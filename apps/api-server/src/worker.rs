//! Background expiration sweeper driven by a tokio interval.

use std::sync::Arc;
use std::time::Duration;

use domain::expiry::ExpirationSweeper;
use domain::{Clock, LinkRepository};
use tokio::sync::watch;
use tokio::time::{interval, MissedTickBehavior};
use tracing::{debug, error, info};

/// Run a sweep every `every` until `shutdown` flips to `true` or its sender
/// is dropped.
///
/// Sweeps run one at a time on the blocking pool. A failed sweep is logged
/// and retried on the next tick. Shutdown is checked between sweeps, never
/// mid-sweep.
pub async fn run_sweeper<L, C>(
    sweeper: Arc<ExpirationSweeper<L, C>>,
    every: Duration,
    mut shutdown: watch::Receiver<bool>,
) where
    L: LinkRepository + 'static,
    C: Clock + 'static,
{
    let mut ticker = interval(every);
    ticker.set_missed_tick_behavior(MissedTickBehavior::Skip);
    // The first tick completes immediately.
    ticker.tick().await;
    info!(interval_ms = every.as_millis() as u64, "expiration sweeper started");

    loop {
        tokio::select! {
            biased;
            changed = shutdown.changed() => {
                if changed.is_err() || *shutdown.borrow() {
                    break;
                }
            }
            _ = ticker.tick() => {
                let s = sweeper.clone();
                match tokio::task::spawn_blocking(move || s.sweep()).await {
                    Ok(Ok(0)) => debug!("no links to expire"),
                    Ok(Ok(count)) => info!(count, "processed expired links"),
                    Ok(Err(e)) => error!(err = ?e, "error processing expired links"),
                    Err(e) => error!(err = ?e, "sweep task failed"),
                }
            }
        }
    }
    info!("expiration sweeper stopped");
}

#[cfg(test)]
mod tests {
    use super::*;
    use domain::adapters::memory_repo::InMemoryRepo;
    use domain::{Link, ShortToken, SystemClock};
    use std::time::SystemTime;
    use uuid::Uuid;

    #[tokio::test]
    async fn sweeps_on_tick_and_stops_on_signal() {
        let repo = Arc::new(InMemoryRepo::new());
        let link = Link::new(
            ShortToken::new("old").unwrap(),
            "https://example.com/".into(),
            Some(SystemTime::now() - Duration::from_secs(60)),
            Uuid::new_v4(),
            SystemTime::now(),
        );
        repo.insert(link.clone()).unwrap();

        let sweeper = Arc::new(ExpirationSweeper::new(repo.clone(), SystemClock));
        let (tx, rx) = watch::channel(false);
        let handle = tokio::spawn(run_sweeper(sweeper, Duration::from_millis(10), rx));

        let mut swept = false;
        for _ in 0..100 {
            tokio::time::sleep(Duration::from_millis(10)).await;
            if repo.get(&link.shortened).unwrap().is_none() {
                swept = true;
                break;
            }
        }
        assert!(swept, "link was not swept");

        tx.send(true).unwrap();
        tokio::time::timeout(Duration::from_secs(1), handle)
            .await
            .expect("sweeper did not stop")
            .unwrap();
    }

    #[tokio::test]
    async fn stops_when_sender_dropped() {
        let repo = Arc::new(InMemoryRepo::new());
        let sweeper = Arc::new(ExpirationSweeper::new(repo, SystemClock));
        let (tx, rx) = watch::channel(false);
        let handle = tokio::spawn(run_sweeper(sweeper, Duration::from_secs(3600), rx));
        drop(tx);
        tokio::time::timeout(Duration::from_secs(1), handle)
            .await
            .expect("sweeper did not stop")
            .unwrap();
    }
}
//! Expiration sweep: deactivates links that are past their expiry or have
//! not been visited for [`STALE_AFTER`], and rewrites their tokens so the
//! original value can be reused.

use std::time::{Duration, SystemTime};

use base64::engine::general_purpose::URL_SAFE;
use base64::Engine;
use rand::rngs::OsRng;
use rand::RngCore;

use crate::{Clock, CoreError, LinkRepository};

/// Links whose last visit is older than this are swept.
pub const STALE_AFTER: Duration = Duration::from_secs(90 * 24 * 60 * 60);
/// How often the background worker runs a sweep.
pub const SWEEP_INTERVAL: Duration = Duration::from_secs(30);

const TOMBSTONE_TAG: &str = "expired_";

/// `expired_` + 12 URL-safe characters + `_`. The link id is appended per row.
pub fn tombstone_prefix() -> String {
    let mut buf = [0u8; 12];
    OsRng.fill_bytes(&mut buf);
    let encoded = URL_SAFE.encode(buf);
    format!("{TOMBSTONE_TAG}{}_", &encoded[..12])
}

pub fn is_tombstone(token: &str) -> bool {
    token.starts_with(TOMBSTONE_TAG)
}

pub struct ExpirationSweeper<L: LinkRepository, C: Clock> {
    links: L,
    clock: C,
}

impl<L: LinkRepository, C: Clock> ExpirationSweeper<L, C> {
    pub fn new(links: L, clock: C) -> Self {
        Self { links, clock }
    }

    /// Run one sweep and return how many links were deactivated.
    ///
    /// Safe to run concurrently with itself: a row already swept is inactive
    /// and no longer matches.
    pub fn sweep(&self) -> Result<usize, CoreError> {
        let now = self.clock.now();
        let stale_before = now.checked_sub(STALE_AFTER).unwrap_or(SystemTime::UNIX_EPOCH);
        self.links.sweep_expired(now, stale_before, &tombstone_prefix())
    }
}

---

_How to complete this task_:
Among the lines above, find each one containing the string "const" and copy it.

_Solution for this task_:
pub const STALE_AFTER: Duration = Duration::from_secs(90 * 24 * 60 * 60);
pub const SWEEP_INTERVAL: Duration = Duration::from_secs(30);
const TOMBSTONE_TAG: &str = "expired_";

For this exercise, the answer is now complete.